Clustering a large proportion of Europe's offshore wind projects in hubs could save EUR14 billion up to 2030 compared with connecting wind farms individually to shore, according to the long-awaited OffshoreGrid report released on 5 October. Further cost savings could derive from more advanced grid designs, it argues.
Windpower Monthly received an advance copy of the draft of the techno-economic study, co-ordinated by UK engineering consultancy 3E and funded by the European Union's Intelligent Energy Europe programme. It pulled together experts from the European Wind Energy Association, the German Energy Agency, wind-energy research centre ForWind, Poland's Institute for Renewable Energy, Athens University's renewable-energy sources unit Renes, energy solutions specialist Senergy and Norwegian research institute Sintef to produce an in-depth analysis of how to build a cost-efficient transmission grid in the North and Baltic Seas.
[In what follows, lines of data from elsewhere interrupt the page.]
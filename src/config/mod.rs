use std::collections::HashMap;
use std::num::NonZeroUsize;
use std::sync::atomic::{AtomicU64, Ordering};
use std::sync::{Arc, Mutex};

use lru::LruCache;
use serde::Serialize;
use tracing::trace;

use crate::core::error::Result;
use crate::core::types::TypePair;
use crate::mapper::strategies::ConversionTable;
use crate::mapper::{DynAsyncMergeFn, DynAsyncNewFn, DynMatchFn, DynMergeFn, DynNewFn};
use crate::reflect::registry::TypeRegistry;

pub mod builder;
pub mod template;

pub use builder::{MapProvider, MapSet, MapsBuilder};
pub use template::{Constraint, MapTemplate, TemplateArgs, TemplateFactory, TemplateKind};

// ========================================
// Registered maps
// ========================================

/// Where a map came from, kept for diagnostics. Declared and additional
/// maps carry equal weight at resolution time.
#[derive(Debug, Clone, PartialEq, Eq, Serialize)]
#[serde(rename_all = "snake_case")]
pub enum MapOrigin {
    Provider(String),
    Additional,
    Template(String),
}

impl std::fmt::Display for MapOrigin {
    fn fmt(&self, f: &mut std::fmt::Formatter<'_>) -> std::fmt::Result {
        match self {
            Self::Provider(name) => write!(f, "provider '{name}'"),
            Self::Additional => f.write_str("additional maps"),
            Self::Template(name) => write!(f, "template '{name}'"),
        }
    }
}

pub(crate) struct RegisteredMap<F> {
    pub fun: F,
    pub origin: MapOrigin,
}

/// One row of [`MapsConfig::describe`].
#[derive(Debug, Clone, Serialize)]
pub struct MapDescriptor {
    pub kind: &'static str,
    pub from: String,
    pub to: String,
    pub origin: MapOrigin,
}

// ========================================
// Resolution cache plumbing
// ========================================

#[derive(Clone, Copy, PartialEq, Eq, Hash)]
struct ResolveKey {
    pair: TypePair,
    kind: TemplateKind,
}

#[derive(Clone)]
enum ResolvedSlot {
    New(Option<DynNewFn>),
    Merge(Option<DynMergeFn>),
    Match(Option<DynMatchFn>),
    AsyncNew(Option<DynAsyncNewFn>),
    AsyncMerge(Option<DynAsyncMergeFn>),
}

#[derive(Default)]
struct CacheStats {
    hits: AtomicU64,
    misses: AtomicU64,
}

/// Resolution cache counters, exposed through the facade stats.
#[derive(Debug, Clone, Copy, Serialize)]
pub struct CacheSnapshot {
    pub hits: u64,
    pub misses: u64,
    pub entries: usize,
}

// ========================================
// MapsConfig
// ========================================

/// The immutable outcome of building a mapper: every exact map keyed by
/// pair, every template in registration order, the type registry and the
/// conversion table, plus a bounded memo of template resolutions.
///
/// Exact maps always win over templates. Among matching templates the
/// specificity order decides, and a template factory may still decline a
/// pair at manufacture time, in which case the next candidate is tried.
pub struct MapsConfig {
    pub(crate) registry: Arc<TypeRegistry>,
    pub(crate) conversions: Arc<ConversionTable>,
    pub(crate) new_maps: HashMap<TypePair, RegisteredMap<DynNewFn>>,
    pub(crate) merge_maps: HashMap<TypePair, RegisteredMap<DynMergeFn>>,
    pub(crate) match_maps: HashMap<TypePair, RegisteredMap<DynMatchFn>>,
    pub(crate) async_new_maps: HashMap<TypePair, RegisteredMap<DynAsyncNewFn>>,
    pub(crate) async_merge_maps: HashMap<TypePair, RegisteredMap<DynAsyncMergeFn>>,
    pub(crate) templates: Vec<Arc<MapTemplate>>,
    resolved: Mutex<LruCache<ResolveKey, ResolvedSlot>>,
    stats: CacheStats,
}

impl std::fmt::Debug for MapsConfig {
    fn fmt(&self, f: &mut std::fmt::Formatter<'_>) -> std::fmt::Result {
        f.debug_struct("MapsConfig").finish_non_exhaustive()
    }
}

impl MapsConfig {
    pub(crate) fn new(
        registry: Arc<TypeRegistry>,
        conversions: Arc<ConversionTable>,
        new_maps: HashMap<TypePair, RegisteredMap<DynNewFn>>,
        merge_maps: HashMap<TypePair, RegisteredMap<DynMergeFn>>,
        match_maps: HashMap<TypePair, RegisteredMap<DynMatchFn>>,
        async_new_maps: HashMap<TypePair, RegisteredMap<DynAsyncNewFn>>,
        async_merge_maps: HashMap<TypePair, RegisteredMap<DynAsyncMergeFn>>,
        templates: Vec<Arc<MapTemplate>>,
        cache_capacity: usize,
    ) -> Self {
        let capacity = NonZeroUsize::new(cache_capacity).unwrap_or(NonZeroUsize::MIN);
        Self {
            registry,
            conversions,
            new_maps,
            merge_maps,
            match_maps,
            async_new_maps,
            async_merge_maps,
            templates,
            resolved: Mutex::new(LruCache::new(capacity)),
            stats: CacheStats::default(),
        }
    }

    pub fn registry(&self) -> &Arc<TypeRegistry> {
        &self.registry
    }

    pub fn conversions(&self) -> &Arc<ConversionTable> {
        &self.conversions
    }

    pub fn resolve_new(&self, pair: TypePair) -> Result<Option<DynNewFn>> {
        if let Some(m) = self.new_maps.get(&pair) {
            return Ok(Some(m.fun.clone()));
        }
        let key = ResolveKey {
            pair,
            kind: TemplateKind::New,
        };
        if let Some(slot) = self.cache_get(key)? {
            if let ResolvedSlot::New(f) = slot {
                return Ok(f);
            }
        }
        let mut found = None;
        self.scan_templates(pair, TemplateKind::New, |template, args| {
            let TemplateFactory::New(factory) = &template.factory else {
                return Ok(false);
            };
            match factory(args) {
                Ok(fun) => {
                    found = Some(fun);
                    Ok(true)
                }
                Err(e) if e.is_not_found() => Ok(false),
                Err(e) => Err(e),
            }
        })?;
        self.cache_put(key, ResolvedSlot::New(found.clone()))?;
        Ok(found)
    }

    pub fn resolve_merge(&self, pair: TypePair) -> Result<Option<DynMergeFn>> {
        if let Some(m) = self.merge_maps.get(&pair) {
            return Ok(Some(m.fun.clone()));
        }
        let key = ResolveKey {
            pair,
            kind: TemplateKind::Merge,
        };
        if let Some(slot) = self.cache_get(key)? {
            if let ResolvedSlot::Merge(f) = slot {
                return Ok(f);
            }
        }
        let mut found = None;
        self.scan_templates(pair, TemplateKind::Merge, |template, args| {
            let TemplateFactory::Merge(factory) = &template.factory else {
                return Ok(false);
            };
            match factory(args) {
                Ok(fun) => {
                    found = Some(fun);
                    Ok(true)
                }
                Err(e) if e.is_not_found() => Ok(false),
                Err(e) => Err(e),
            }
        })?;
        self.cache_put(key, ResolvedSlot::Merge(found.clone()))?;
        Ok(found)
    }

    pub fn resolve_match(&self, pair: TypePair) -> Result<Option<DynMatchFn>> {
        if let Some(m) = self.match_maps.get(&pair) {
            return Ok(Some(m.fun.clone()));
        }
        let key = ResolveKey {
            pair,
            kind: TemplateKind::Match,
        };
        if let Some(slot) = self.cache_get(key)? {
            if let ResolvedSlot::Match(f) = slot {
                return Ok(f);
            }
        }
        let mut found = None;
        self.scan_templates(pair, TemplateKind::Match, |template, args| {
            let TemplateFactory::Match(factory) = &template.factory else {
                return Ok(false);
            };
            match factory(args) {
                Ok(fun) => {
                    found = Some(fun);
                    Ok(true)
                }
                Err(e) if e.is_not_found() => Ok(false),
                Err(e) => Err(e),
            }
        })?;
        self.cache_put(key, ResolvedSlot::Match(found.clone()))?;
        Ok(found)
    }

    /// Async resolution prefers natively async registrations and falls
    /// back to driving a sync map inside a ready future.
    pub fn resolve_new_async(&self, pair: TypePair) -> Result<Option<DynAsyncNewFn>> {
        if let Some(m) = self.async_new_maps.get(&pair) {
            return Ok(Some(m.fun.clone()));
        }
        let key = ResolveKey {
            pair,
            kind: TemplateKind::AsyncNew,
        };
        if let Some(slot) = self.cache_get(key)? {
            if let ResolvedSlot::AsyncNew(f) = slot {
                return Ok(f);
            }
        }
        let mut found: Option<DynAsyncNewFn> = None;
        self.scan_templates(pair, TemplateKind::AsyncNew, |template, args| {
            let TemplateFactory::AsyncNew(factory) = &template.factory else {
                return Ok(false);
            };
            match factory(args) {
                Ok(fun) => {
                    found = Some(fun);
                    Ok(true)
                }
                Err(e) if e.is_not_found() => Ok(false),
                Err(e) => Err(e),
            }
        })?;
        if found.is_none() {
            if let Some(sync_fn) = self.resolve_new(pair)? {
                let wrapped: DynAsyncNewFn = Arc::new(move |src, ctx| {
                    let f = sync_fn.clone();
                    Box::pin(async move { f(src, ctx) })
                });
                found = Some(wrapped);
            }
        }
        self.cache_put(key, ResolvedSlot::AsyncNew(found.clone()))?;
        Ok(found)
    }

    pub fn resolve_merge_async(&self, pair: TypePair) -> Result<Option<DynAsyncMergeFn>> {
        if let Some(m) = self.async_merge_maps.get(&pair) {
            return Ok(Some(m.fun.clone()));
        }
        let key = ResolveKey {
            pair,
            kind: TemplateKind::AsyncMerge,
        };
        if let Some(slot) = self.cache_get(key)? {
            if let ResolvedSlot::AsyncMerge(f) = slot {
                return Ok(f);
            }
        }
        let mut found: Option<DynAsyncMergeFn> = None;
        self.scan_templates(pair, TemplateKind::AsyncMerge, |template, args| {
            let TemplateFactory::AsyncMerge(factory) = &template.factory else {
                return Ok(false);
            };
            match factory(args) {
                Ok(fun) => {
                    found = Some(fun);
                    Ok(true)
                }
                Err(e) if e.is_not_found() => Ok(false),
                Err(e) => Err(e),
            }
        })?;
        if found.is_none() {
            if let Some(sync_fn) = self.resolve_merge(pair)? {
                let wrapped: DynAsyncMergeFn = Arc::new(move |src, dest, ctx| {
                    let f = sync_fn.clone();
                    Box::pin(async move { f(src, dest, ctx) })
                });
                found = Some(wrapped);
            }
        }
        self.cache_put(key, ResolvedSlot::AsyncMerge(found.clone()))?;
        Ok(found)
    }

    /// Walks matching templates in specificity order, stopping when the
    /// visitor reports success.
    fn scan_templates(
        &self,
        pair: TypePair,
        kind: TemplateKind,
        mut visit: impl FnMut(&MapTemplate, &TemplateArgs) -> Result<bool>,
    ) -> Result<()> {
        let (Some(from_shape), Some(to_shape)) = (
            self.registry.shape_of(pair.from).cloned(),
            self.registry.shape_of(pair.to).cloned(),
        ) else {
            // Unregistered types can still have exact maps; templates
            // simply cannot see them.
            return Ok(());
        };

        let mut candidates: Vec<(&Arc<MapTemplate>, TemplateArgs)> = Vec::new();
        for template in &self.templates {
            if template.factory.kind() != kind {
                continue;
            }
            if let Some(args) = template.try_match(
                pair,
                &from_shape,
                &to_shape,
                &self.registry,
                &self.conversions,
            ) {
                candidates.push((template, args));
            }
        }
        candidates.sort_by_key(|(t, _)| t.specificity());

        for (template, args) in &candidates {
            trace!(template = %template.name, pair = %pair, "trying map template");
            if visit(template, args)? {
                return Ok(());
            }
        }
        Ok(())
    }

    fn cache_get(&self, key: ResolveKey) -> Result<Option<ResolvedSlot>> {
        let mut cache = self.resolved.lock()?;
        match cache.get(&key) {
            Some(slot) => {
                self.stats.hits.fetch_add(1, Ordering::Relaxed);
                Ok(Some(slot.clone()))
            }
            None => {
                self.stats.misses.fetch_add(1, Ordering::Relaxed);
                Ok(None)
            }
        }
    }

    fn cache_put(&self, key: ResolveKey, slot: ResolvedSlot) -> Result<()> {
        self.resolved.lock()?.put(key, slot);
        Ok(())
    }

    pub fn cache_stats(&self) -> CacheSnapshot {
        let entries = self.resolved.lock().map(|c| c.len()).unwrap_or(0);
        CacheSnapshot {
            hits: self.stats.hits.load(Ordering::Relaxed),
            misses: self.stats.misses.load(Ordering::Relaxed),
            entries,
        }
    }

    /// Every registration, exact and open, for diagnostics and the facade's
    /// describe output.
    pub fn describe(&self) -> Vec<MapDescriptor> {
        fn pair_row<F>(
            kind: &'static str,
            pair: &TypePair,
            m: &RegisteredMap<F>,
        ) -> MapDescriptor {
            MapDescriptor {
                kind,
                from: pair.from.name().to_string(),
                to: pair.to.name().to_string(),
                origin: m.origin.clone(),
            }
        }

        let mut rows = Vec::new();
        for (pair, m) in &self.new_maps {
            rows.push(pair_row("new", pair, m));
        }
        for (pair, m) in &self.merge_maps {
            rows.push(pair_row("merge", pair, m));
        }
        for (pair, m) in &self.match_maps {
            rows.push(pair_row("match", pair, m));
        }
        for (pair, m) in &self.async_new_maps {
            rows.push(pair_row("async_new", pair, m));
        }
        for (pair, m) in &self.async_merge_maps {
            rows.push(pair_row("async_merge", pair, m));
        }
        for t in &self.templates {
            let kind = match t.factory.kind() {
                TemplateKind::New => "new_template",
                TemplateKind::Merge => "merge_template",
                TemplateKind::Match => "match_template",
                TemplateKind::AsyncNew => "async_new_template",
                TemplateKind::AsyncMerge => "async_merge_template",
            };
            rows.push(MapDescriptor {
                kind,
                from: t.from.to_string(),
                to: t.to.to_string(),
                origin: MapOrigin::Template(t.name.clone()),
            });
        }
        rows.sort_by(|a, b| (a.kind, &a.from, &a.to).cmp(&(b.kind, &b.from, &b.to)));
        rows
    }
}
use std::cell::{Cell, Ref, RefCell};
use std::fmt::{self, Display};

use crate::errors::{HistoError, Result};
use crate::models::Bin;
use crate::utils::{is_ref_path, join_path, split_full_path};

///
/// Histogram struct, a named and pathed collection of bins with axis metadata.
///
/// Bins are stored in insertion order and sorted by [`Bin::sort_key`] the first time
/// they are read after a mutation. Every read accessor observes the sorted order.
///
#[derive(Debug, Clone, Default)]
pub struct Histogram {
    pub path: String,
    pub name: String,
    pub title: Option<String>,
    pub x_label: Option<String>,
    pub y_label: Option<String>,

    bins: RefCell<Vec<Bin>>,
    sorted: Cell<bool>,
}

impl Histogram {
    pub fn new<P: Into<String>, N: Into<String>>(path: P, name: N) -> Self {
        Histogram {
            path: path.into(),
            name: name.into(),
            ..Default::default()
        }
    }

    ///
    /// Create an empty histogram from a full path such as `/REF/ANALYSIS/d01-x01-y01`,
    /// split into directory and name at the final separator.
    ///
    pub fn from_full_path(full_path: &str) -> Self {
        let (path, name) = split_full_path(full_path);
        Histogram::new(path, name)
    }

    pub fn with_title<T: Into<String>>(mut self, title: T) -> Self {
        self.title = Some(title.into());
        self
    }

    pub fn with_labels<X: Into<String>, Y: Into<String>>(mut self, x_label: X, y_label: Y) -> Self {
        self.x_label = Some(x_label.into());
        self.y_label = Some(y_label.into());
        self
    }

    pub fn with_bins(mut self, bins: Vec<Bin>) -> Self {
        self.set_bins(bins);
        self
    }

    ///
    /// A histogram with the same identity and metadata but no bins.
    ///
    pub fn empty_copy(&self) -> Histogram {
        Histogram {
            path: self.path.clone(),
            name: self.name.clone(),
            title: self.title.clone(),
            x_label: self.x_label.clone(),
            y_label: self.y_label.clone(),
            ..Default::default()
        }
    }

    pub fn add_bin(&mut self, bin: Bin) -> &mut Self {
        self.bins.get_mut().push(bin);
        self.sorted.set(false);
        self
    }

    pub fn set_bins(&mut self, bins: Vec<Bin>) -> &mut Self {
        *self.bins.get_mut() = bins;
        self.sorted.set(false);
        self
    }

    ///
    /// Get the bins in ascending order of their edge sums.
    ///
    pub fn bins(&self) -> Ref<'_, [Bin]> {
        self.ensure_sorted();
        Ref::map(self.bins.borrow(), |bins| bins.as_slice())
    }

    ///
    /// Get the `index`-th bin in sorted order.
    ///
    pub fn get_bin(&self, index: usize) -> Result<Bin> {
        let bins = self.bins();
        bins.get(index)
            .copied()
            .ok_or(HistoError::BinIndexOutOfRange {
                index,
                len: bins.len(),
            })
    }

    ///
    /// Consume the histogram, returning its bins in sorted order.
    ///
    pub fn into_bins(self) -> Vec<Bin> {
        self.ensure_sorted();
        self.bins.into_inner()
    }

    fn ensure_sorted(&self) {
        if !self.sorted.get() {
            // no Ref into the bins can outlive the &mut that cleared the flag
            self.bins.borrow_mut().sort_by(Bin::compare);
            self.sorted.set(true);
        }
    }

    pub fn full_path(&self) -> String {
        join_path(&self.path, &self.name)
    }

    pub fn num_bins(&self) -> usize {
        self.bins.borrow().len()
    }

    pub fn len(&self) -> usize {
        self.num_bins()
    }

    pub fn is_empty(&self) -> bool {
        self.num_bins() == 0
    }

    ///
    /// Sum of `y_value * width` over all bins
    ///
    pub fn area(&self) -> f64 {
        self.bins().iter().map(Bin::area).sum()
    }

    ///
    /// Is this reference data, i.e. does its full path start with `/REF`?
    ///
    pub fn is_reference(&self) -> bool {
        is_ref_path(&self.full_path())
    }
}

impl PartialEq for Histogram {
    fn eq(&self, other: &Self) -> bool {
        self.path == other.path
            && self.name == other.name
            && self.title == other.title
            && self.x_label == other.x_label
            && self.y_label == other.y_label
            && *self.bins() == *other.bins()
    }
}

impl Display for Histogram {
    fn fmt(&self, f: &mut fmt::Formatter<'_>) -> fmt::Result {
        writeln!(
            f,
            "Histogram '{}' with {} bins",
            self.full_path(),
            self.num_bins()
        )?;
        writeln!(f, "Title: {}", self.title.as_deref().unwrap_or(""))?;
        writeln!(f, "XLabel: {}", self.x_label.as_deref().unwrap_or(""))?;
        write!(f, "YLabel: {}", self.y_label.as_deref().unwrap_or(""))?;
        for bin in self.bins().iter() {
            write!(f, "\n{}", bin)?;
        }
        Ok(())
    }
}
The project's remit was to develop a scientific view on the need for an offshore electricity grid in northern Europe and to develop a blueprint that would allow policymakers, developers and transmission-grid operators to plan and design a meshed offshore grid.
It takes as its starting point the challenges and opportunities offered by offshore wind power. European capacity is expected to reach 150GW in 2030, but the high cost of grid connection and limited grid availability act as constraints on development in deeper or more distant waters.
The report looks at how a grid - or series of grids - could transmit electricity from offshore wind farms to load centres while facilitating trade and competition between European countries. The study seeks to establish whether and how a grid approach can best deliver the three strategic energy-policy aspirations of security of supply, competition and markets, and integration of renewables in Europe.
OffshoreGrid assesses the connectivity to shore of 321 offshore wind-farm projects in the North, Irish and Baltic Seas and recommends clustering 114 of these in hubs. Doing so would save EUR14 billion up to 2030, the study finds. Having made the case for hub connections costing EUR69 billion instead of EUR83 billion, the study then takes a further step to draw up two advanced grid designs - the direct design and the split design.
Dual options
In the direct design, interconnectors are built to promote unconstrained trade between countries and electricity markets. This model builds on high-capacity direct interconnectors, which allows it to profit from significant price differences, after which meshed links are built.
The split design is essentially an offshore grid built around planned offshore wind farms. It starts by building less expensive interconnectors by splitting wind-farm connections so that they are linked to two shores, then integrating them and building out meshed links.
Costs for both models are similar, in the region of EUR86 billion for the direct design and EUR84 billion for the split design. Overall circuit length for both grid designs would be around 30,000 kilometres - 10,000 kilometres of alternating-current cables and 20,000 kilometres of direct-current cables.
The cost of either model would represent about a fifth of the value of the 13,300TWh that would be generated offshore - at a market value of EUR421 billion, based on an average spot-market price of EUR50/MW - over 25 years.
Financially, the benefits of both models are considerable, according to the report. Additional interconnection would only account for EUR7.4 billion for the direct design and EUR5.4 billion for the split design. This represents only about EUR0.1 for every kilowatt hour of electricity consumed in the EU over the project life time, the study finds. These additional investments would generate system benefits of about three times the investment over 25 years.
Perceived benefits
The report goes on to ask whether the overall benefits would warrant this level of investment. It also looks at the practical implications of cable laying at sea on such a massive scale.
From a security of supply perspective, either model would reduce dependency on gas and oil from unstable regions by transmitting indigenous offshore renewable energy to where it could be used onshore - and also bypass onshore electricity transmission bottlenecks.
In terms of competition and market development, interconnectors between countries would enhance trade and increase possibilities for arbitrage, limiting electricity price spikes as a result.
As for the third objective, integration of renewable energy, both models would facilitate large-scale offshore renewable projects and crucially reduce variability by linking together projects that are located far away from each other. Connection to large hydropower capacity in Scandinavia would also introduce flexibility into the power system to compensate for variability from wind and other renewable-energy sources.
Alongside the benefits it would bring to security and stability, connecting up offshore wind farms in an integrated manner would reduce the investment costs of offshore renewables and require less cabling. The maritime space would also benefit thanks to the lower environmental impact deriving from shorter and more concentrated construction times.
A properly planned North Sea electricity grid, concludes the report, would create a more orderly, rational and cost-effective electricity transmission system with myriad benefits.
Finally, the study examines the issue of who should pay for it. It argues that grid development should be a joint or co-ordinated activity between the developers of wind farms, their hub connections and transmission system operators. To make this happen, warns OffshoreGrid, North and Baltic Sea countries need to adapt their regulatory frameworks to foster such an approach. Joined-up thinking on grids will, as ever, require joined-up regulation.